══ Provided data

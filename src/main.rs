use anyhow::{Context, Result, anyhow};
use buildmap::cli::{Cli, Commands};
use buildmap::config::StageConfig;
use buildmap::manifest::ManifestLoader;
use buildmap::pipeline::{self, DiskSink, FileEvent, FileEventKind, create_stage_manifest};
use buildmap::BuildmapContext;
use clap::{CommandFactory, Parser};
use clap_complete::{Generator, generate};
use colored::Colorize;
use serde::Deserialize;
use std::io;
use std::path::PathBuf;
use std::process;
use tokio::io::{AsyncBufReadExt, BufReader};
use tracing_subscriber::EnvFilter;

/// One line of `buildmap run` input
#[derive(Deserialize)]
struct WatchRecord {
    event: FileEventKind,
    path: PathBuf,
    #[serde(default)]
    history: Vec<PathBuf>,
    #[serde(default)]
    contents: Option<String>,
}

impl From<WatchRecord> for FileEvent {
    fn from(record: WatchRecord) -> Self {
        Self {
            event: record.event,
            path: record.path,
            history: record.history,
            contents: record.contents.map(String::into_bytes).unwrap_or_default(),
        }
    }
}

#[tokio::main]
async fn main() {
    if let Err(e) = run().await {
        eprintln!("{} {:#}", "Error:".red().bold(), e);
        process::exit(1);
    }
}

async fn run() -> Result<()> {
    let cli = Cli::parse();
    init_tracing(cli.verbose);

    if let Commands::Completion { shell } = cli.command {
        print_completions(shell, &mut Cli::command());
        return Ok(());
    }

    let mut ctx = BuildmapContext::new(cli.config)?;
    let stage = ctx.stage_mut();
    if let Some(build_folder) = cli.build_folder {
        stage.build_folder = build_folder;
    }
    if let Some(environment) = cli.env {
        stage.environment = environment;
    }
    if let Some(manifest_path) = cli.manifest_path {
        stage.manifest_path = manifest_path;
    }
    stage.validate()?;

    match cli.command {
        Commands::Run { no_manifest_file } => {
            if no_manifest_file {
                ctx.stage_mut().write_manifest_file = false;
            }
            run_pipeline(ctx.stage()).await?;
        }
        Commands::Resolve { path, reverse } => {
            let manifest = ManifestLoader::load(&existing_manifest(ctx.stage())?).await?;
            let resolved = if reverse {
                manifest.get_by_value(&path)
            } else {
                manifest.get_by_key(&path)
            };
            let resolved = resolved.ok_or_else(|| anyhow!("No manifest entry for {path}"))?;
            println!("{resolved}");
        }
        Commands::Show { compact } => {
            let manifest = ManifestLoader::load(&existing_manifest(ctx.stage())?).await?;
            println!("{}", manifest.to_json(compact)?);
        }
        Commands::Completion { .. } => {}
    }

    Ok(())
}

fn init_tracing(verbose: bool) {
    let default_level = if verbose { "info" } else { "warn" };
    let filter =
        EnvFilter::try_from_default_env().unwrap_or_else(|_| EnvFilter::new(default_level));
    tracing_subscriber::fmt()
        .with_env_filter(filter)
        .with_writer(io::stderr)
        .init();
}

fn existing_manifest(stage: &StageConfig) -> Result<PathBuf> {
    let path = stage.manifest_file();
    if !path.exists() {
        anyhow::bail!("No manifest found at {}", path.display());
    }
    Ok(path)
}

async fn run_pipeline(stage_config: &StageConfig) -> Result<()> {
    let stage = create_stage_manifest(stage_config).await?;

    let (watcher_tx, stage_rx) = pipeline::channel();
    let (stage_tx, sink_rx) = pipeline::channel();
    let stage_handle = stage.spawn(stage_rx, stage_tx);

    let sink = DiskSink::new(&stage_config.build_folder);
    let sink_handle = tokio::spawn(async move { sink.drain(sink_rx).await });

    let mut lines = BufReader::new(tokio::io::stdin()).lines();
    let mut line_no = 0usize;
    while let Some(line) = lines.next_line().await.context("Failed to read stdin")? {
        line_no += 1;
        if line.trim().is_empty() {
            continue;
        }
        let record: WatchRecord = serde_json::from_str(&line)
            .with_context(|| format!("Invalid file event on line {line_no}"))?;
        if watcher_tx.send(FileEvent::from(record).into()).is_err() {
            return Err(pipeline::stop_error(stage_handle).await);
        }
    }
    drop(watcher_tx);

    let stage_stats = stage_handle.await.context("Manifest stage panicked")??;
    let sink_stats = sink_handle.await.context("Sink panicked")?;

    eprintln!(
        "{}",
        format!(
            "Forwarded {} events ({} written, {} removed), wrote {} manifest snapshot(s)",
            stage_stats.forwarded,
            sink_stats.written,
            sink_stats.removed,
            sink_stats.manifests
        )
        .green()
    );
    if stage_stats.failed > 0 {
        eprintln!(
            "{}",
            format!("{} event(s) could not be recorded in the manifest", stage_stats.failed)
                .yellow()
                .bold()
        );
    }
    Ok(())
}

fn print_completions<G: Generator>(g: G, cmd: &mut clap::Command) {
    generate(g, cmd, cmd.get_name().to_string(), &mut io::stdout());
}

════
══ Provided data

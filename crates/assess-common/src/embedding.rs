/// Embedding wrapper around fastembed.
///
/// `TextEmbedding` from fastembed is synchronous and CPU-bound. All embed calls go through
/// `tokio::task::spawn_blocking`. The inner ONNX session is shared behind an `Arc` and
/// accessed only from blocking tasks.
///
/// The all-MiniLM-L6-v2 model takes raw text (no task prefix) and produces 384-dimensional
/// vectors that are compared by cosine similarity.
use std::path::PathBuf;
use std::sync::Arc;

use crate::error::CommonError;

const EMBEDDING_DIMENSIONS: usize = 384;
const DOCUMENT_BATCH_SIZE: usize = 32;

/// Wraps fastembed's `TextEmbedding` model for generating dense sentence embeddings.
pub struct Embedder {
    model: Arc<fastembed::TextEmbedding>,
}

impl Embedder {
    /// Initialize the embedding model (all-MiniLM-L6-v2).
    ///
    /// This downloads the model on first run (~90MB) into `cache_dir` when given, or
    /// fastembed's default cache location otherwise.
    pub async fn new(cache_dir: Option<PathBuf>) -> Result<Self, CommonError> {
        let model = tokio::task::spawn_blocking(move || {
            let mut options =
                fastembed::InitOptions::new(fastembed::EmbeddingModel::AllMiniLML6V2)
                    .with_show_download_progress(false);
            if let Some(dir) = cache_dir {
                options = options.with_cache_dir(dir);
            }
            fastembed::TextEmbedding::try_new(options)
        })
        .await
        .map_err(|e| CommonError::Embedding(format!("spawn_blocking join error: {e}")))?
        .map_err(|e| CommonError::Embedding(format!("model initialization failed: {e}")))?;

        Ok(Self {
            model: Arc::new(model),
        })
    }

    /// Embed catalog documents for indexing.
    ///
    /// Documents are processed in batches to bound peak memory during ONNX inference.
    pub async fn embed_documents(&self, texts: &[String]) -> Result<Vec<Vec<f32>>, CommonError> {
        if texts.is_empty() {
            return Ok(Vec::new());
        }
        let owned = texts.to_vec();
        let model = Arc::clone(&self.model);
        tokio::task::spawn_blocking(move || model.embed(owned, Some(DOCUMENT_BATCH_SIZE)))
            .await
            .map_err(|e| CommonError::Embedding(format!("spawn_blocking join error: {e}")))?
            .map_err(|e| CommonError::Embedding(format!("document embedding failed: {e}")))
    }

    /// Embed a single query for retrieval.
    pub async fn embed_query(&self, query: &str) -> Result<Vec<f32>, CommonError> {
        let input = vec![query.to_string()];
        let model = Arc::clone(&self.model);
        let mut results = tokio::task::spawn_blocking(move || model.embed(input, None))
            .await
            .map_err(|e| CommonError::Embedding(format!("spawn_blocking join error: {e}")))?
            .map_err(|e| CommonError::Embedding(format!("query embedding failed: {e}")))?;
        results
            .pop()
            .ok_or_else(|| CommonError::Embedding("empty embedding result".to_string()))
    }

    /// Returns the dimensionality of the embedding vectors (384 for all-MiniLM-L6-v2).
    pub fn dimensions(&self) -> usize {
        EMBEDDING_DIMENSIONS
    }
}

════
══ Provided data

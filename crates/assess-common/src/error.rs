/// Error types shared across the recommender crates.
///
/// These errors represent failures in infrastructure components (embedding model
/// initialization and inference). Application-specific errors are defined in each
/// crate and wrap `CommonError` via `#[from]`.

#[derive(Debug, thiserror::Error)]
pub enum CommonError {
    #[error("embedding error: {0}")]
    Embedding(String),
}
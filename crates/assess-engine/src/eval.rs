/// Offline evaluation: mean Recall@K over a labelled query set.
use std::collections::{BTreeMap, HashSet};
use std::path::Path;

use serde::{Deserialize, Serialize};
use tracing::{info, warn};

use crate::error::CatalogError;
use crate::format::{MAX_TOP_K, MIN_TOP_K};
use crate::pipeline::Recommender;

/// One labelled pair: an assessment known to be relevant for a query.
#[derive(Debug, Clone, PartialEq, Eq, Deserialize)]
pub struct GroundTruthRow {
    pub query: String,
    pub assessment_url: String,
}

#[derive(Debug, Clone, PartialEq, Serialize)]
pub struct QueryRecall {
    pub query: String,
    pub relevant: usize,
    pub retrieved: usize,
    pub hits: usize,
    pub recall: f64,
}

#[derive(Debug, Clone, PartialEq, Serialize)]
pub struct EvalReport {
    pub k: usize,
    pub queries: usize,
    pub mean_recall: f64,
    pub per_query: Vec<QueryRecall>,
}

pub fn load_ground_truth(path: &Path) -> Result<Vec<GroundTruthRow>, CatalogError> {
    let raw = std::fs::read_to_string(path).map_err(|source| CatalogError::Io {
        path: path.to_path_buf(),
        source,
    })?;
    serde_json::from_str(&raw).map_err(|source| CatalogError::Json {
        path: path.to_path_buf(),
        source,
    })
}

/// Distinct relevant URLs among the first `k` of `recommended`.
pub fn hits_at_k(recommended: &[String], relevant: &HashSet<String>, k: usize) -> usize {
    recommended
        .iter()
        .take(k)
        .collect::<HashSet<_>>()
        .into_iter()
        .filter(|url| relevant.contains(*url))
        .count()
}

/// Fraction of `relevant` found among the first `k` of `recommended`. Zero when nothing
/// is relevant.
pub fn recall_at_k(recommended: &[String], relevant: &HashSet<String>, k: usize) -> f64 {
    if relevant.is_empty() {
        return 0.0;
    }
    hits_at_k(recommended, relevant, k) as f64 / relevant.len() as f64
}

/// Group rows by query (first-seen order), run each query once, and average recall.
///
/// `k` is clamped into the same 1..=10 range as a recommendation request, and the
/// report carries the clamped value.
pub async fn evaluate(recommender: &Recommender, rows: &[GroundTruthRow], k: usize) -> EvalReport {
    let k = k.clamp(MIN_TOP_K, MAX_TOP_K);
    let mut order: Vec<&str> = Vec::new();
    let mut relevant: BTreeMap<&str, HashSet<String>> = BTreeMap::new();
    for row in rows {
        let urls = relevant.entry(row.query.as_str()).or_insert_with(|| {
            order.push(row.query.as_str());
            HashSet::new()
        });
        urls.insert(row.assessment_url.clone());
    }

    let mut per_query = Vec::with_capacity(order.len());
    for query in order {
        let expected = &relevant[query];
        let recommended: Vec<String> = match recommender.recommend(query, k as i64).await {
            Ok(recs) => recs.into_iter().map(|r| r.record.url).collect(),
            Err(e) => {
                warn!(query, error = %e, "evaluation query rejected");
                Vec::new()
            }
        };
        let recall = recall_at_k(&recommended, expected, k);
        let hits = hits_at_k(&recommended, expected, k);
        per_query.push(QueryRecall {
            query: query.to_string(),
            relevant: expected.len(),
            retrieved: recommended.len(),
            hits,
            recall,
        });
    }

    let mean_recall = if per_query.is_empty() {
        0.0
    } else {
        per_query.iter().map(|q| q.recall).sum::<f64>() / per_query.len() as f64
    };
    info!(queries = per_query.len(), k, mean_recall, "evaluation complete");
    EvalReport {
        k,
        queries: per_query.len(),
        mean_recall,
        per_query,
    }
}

════

## Task instructions
Copy each line of the records that has "filename" in it.

## Exercise response
filename src/main.rs
filename crates/assess-common/src/embedding.rs
filename crates/assess-common/src/error.rs
filename crates/assess-engine/src/eval.rs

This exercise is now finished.